London Korean Links

Covering things Korean in London and beyond since 2006

Tour review: Korea Rocks UK Tour


With explosive noise and thudding bass line, Apollo 18 launched the headline Korea Rocks gig in the South East. The whole room shook, and you wondered whether the beams supporting the floor were able to take the vibration. As energy levels increased further the long hair of the lead guitarist flew back and forth – and like the ghostly girl in The Ring for most of the time you never got to see his face. The equally long-haired bass player was more comfortable playing with his back to the audience. These were musicians who were playing for the joy of music making itself. It didn’t much matter to them whether an audience was there or not, but we were privileged to be part of a private (but very noisy) salon concert.

Inside the Barfly at Camden
Inside the Barfly at Camden

Galaxy Express were more about image. The beautiful locks and well-defined cheek-bones of the lead guitarist didn’t fit well with the sound of the band, but the aggressive expression on the face of the shade-wearing bassist was much more in keeping. Gate Flowers, despite its gentle sounding name was equally aggressive, with a sound that predates their most recent album – Times. Both Galaxy Express and Gate Flowers declaimed their music to the audience, sometimes shouting, sometimes screaming, sometimes singing, but mostly acknowledging the audience was there.

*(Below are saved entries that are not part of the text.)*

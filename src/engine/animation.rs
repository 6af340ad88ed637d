use std::collections::BTreeMap;

use crate::components::Facing;

/// Receives the active state's label every frame. Playing the matching clip
/// is the sink's business.
pub trait AnimationSink {
    fn play(&mut self, label: &'static str, facing: Facing);
}

/// Sink that logs label changes and counts frames per label.
#[derive(Debug, Default)]
pub struct LabelTrace {
    current: Option<&'static str>,
    pub frames: BTreeMap<&'static str, u32>,
}

impl AnimationSink for LabelTrace {
    fn play(&mut self, label: &'static str, facing: Facing) {
        if self.current != Some(label) {
            tracing::info!(label, ?facing, "animation");
            self.current = Some(label);
        }
        *self.frames.entry(label).or_default() += 1;
    }
}
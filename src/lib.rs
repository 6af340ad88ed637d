pub mod airborne;
pub mod app;
pub mod components;
pub mod config;
pub mod controller;
pub mod engine;
pub mod error;
pub mod fsm;
pub mod scene;
pub mod systems;
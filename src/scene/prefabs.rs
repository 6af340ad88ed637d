use glam::Vec2;
use hecs::{Entity, World};

use crate::components::{Aabb, Environment, Static};

// ---------------------------------------------------------------------------
// Public prefab factories
// ---------------------------------------------------------------------------

/// Spawn the ground as a thick box whose top face sits at Y=0.
pub fn spawn_ground(world: &mut World, half_width: f32) -> Entity {
    const THICKNESS: f32 = 1.0;
    spawn_static_box(
        world,
        Vec2::new(0.0, -THICKNESS / 2.0),
        Vec2::new(half_width, THICKNESS / 2.0),
    )
}

/// Spawn a wall standing on the ground. `face_x` is the X of the face the
/// player can stall against; `toward` is the side that face looks at
/// (negative: the wall is to the player's right).
pub fn spawn_wall(world: &mut World, face_x: f32, toward: f32, height: f32) -> Entity {
    const HALF_THICKNESS: f32 = 0.5;
    let center_x = face_x - toward.signum() * HALF_THICKNESS;
    spawn_static_box(
        world,
        Vec2::new(center_x, height / 2.0),
        Vec2::new(HALF_THICKNESS, height / 2.0),
    )
}

/// Spawn a static box that both blocks the body and is hit by the sensor
/// rays. `pos` is the world-space center.
pub fn spawn_static_box(world: &mut World, pos: Vec2, half_extents: Vec2) -> Entity {
    world.spawn((Aabb::new(pos, half_extents), Static, Environment))
}
mod physics;
mod player;
mod raycast;

pub use physics::{physics_step, CollisionEvent};
pub use player::build_player_fsm;
pub use raycast::{raycast_environment, WorldProbe};
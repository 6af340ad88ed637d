use glam::Vec2;
use hecs::{Entity, World};

use crate::components::{Aabb, Body2D, Static};

/// Contact produced while pushing the body out of static geometry.
#[derive(Debug, Clone, Copy, PartialEq)]
pub struct CollisionEvent {
    pub entity: Entity,
    /// Points from the geometry toward the body.
    pub normal: Vec2,
    pub penetration_depth: f32,
}

/// One fixed step for the character body: integrate, then resolve overlaps
/// against every `Static` box along the axis of least penetration. Velocity
/// into a contact surface is removed.
pub fn physics_step(world: &World, body: &mut Body2D, gravity: Vec2, dt: f32) -> Vec<CollisionEvent> {
    body.integrate(gravity, dt);

    let mut events = Vec::new();
    for (entity, aabb) in world.query::<&Aabb>().with::<&Static>().iter() {
        let delta = body.position - aabb.center;
        let overlap = body.half_extents + aabb.half_extents - delta.abs();
        if overlap.x <= 0.0 || overlap.y <= 0.0 {
            continue;
        }

        let (normal, depth) = if overlap.x < overlap.y {
            (Vec2::new(delta.x.signum(), 0.0), overlap.x)
        } else {
            (Vec2::new(0.0, delta.y.signum()), overlap.y)
        };

        body.position += normal * depth;
        let into_surface = body.velocity.dot(normal);
        if into_surface < 0.0 {
            body.velocity -= normal * into_surface;
        }

        events.push(CollisionEvent {
            entity,
            normal,
            penetration_depth: depth,
        });
    }

    events
}

#[cfg(test)]
mod tests {
    use super::*;
    use crate::components::Environment;

    #[test]
    fn body_comes_to_rest_on_the_floor() {
        let mut world = World::new();
        world.spawn((Aabb::new(Vec2::new(0.0, -0.5), Vec2::new(10.0, 0.5)), Static, Environment));
        let mut body = Body2D::new(Vec2::new(0.0, 2.0));

        let mut touched = false;
        for _ in 0..200 {
            touched |= !physics_step(&world, &mut body, Vec2::new(0.0, -9.81), 0.02).is_empty();
        }
        assert!(touched);
        assert!((body.position.y - body.half_extents.y).abs() < 1e-3);
        assert_eq!(body.velocity.y, 0.0);
    }

    #[test]
    fn wall_stops_horizontal_motion_only() {
        let mut world = World::new();
        world.spawn((Aabb::new(Vec2::new(1.5, 0.0), Vec2::new(0.5, 5.0)), Static));
        let mut body = Body2D::new(Vec2::new(0.74, 0.0));
        body.velocity = Vec2::new(3.0, 1.0);

        let events = physics_step(&world, &mut body, Vec2::ZERO, 0.02);
        assert_eq!(events.len(), 1);
        assert_eq!(events[0].normal, Vec2::NEG_X);
        assert_eq!(body.velocity.x, 0.0);
        assert_eq!(body.velocity.y, 1.0);
        assert!((body.position.x - 0.75).abs() < 1e-5);
    }
}
/// Turns variable frame times into a whole number of fixed physics steps.
///
/// Leftover time carries into the next frame. `alpha` is how far the frame
/// falls between the last step and the next one (for render interpolation).
pub struct FixedStepClock {
    step: f32,
    accumulator: f32,
    pub alpha: f32,
}

impl FixedStepClock {
    pub fn new(step: f32) -> Self {
        Self {
            step,
            accumulator: 0.0,
            alpha: 0.0,
        }
    }

    pub fn step(&self) -> f32 {
        self.step
    }

    /// Add `frame_dt` seconds and return how many physics steps are due.
    pub fn advance(&mut self, frame_dt: f32) -> u32 {
        self.accumulator += frame_dt.max(0.0);
        let mut steps = 0;
        while self.accumulator >= self.step {
            self.accumulator -= self.step;
            steps += 1;
        }
        self.alpha = self.accumulator / self.step;
        steps
    }
}

#[cfg(test)]
mod tests {
    use super::*;

    #[test]
    fn short_frames_can_run_zero_steps() {
        let mut clock = FixedStepClock::new(0.02);
        assert_eq!(clock.advance(0.007), 0);
        assert_eq!(clock.advance(0.007), 0);
        assert_eq!(clock.advance(0.007), 1);
    }

    #[test]
    fn long_frames_run_several_steps() {
        let mut clock = FixedStepClock::new(0.02);
        assert_eq!(clock.advance(0.065), 3);
        assert!(clock.alpha > 0.2 && clock.alpha < 0.3);
    }

    #[test]
    fn total_steps_track_total_time() {
        let mut clock = FixedStepClock::new(0.02);
        let frames = [0.013, 0.031, 0.004, 0.05, 0.017, 0.016, 0.079];
        let steps: u32 = frames.iter().map(|&dt| clock.advance(dt)).sum();
        let total: f32 = frames.iter().sum();
        assert_eq!(steps, (total / 0.02) as u32);
    }
}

Goonam on stage at the Barfly
Goonam on stage at the Barfly. Keyboardist Kim Naun’s head is perilously close to bassist Eem Byunghak’s headstock

It’s possibly not a coincidence that Goonam has been the audience favourites at the gigs. In fact the other bands have at times felt like they were the warm-up acts for Goonam. With Goonam, the music is less hard-core, more melodious. Possibly related, Goonam were the only band to include a woman in the line-up, a keyboardist who plays centre stage, in between the two main band members on guitar, and almost concealing the drummer from the audience’s view. When not playing keyboard, she’s whooping and leaping about, almost but never quite catching her forehead on the headstock of the bass guitar, and always with a huge smile on her face. These are musicians who are not only enjoying the music itself but communicating that enjoyment to the audience; and when the opportunity allows the guitarists leave the stage to play among the audience a form of audience interaction one expects from traditional Korean entertainers. And in fact one of their tracks – Jangdan – is based on a traditional rhythm.

But while Goonam might have been the audience favourite, all four bands gave their all, night after night, with quality sets energetically delivered. And with such intimate venues the audience had the chance to get up close. It seems from the reviews linked below that they went down a storm wherever they went.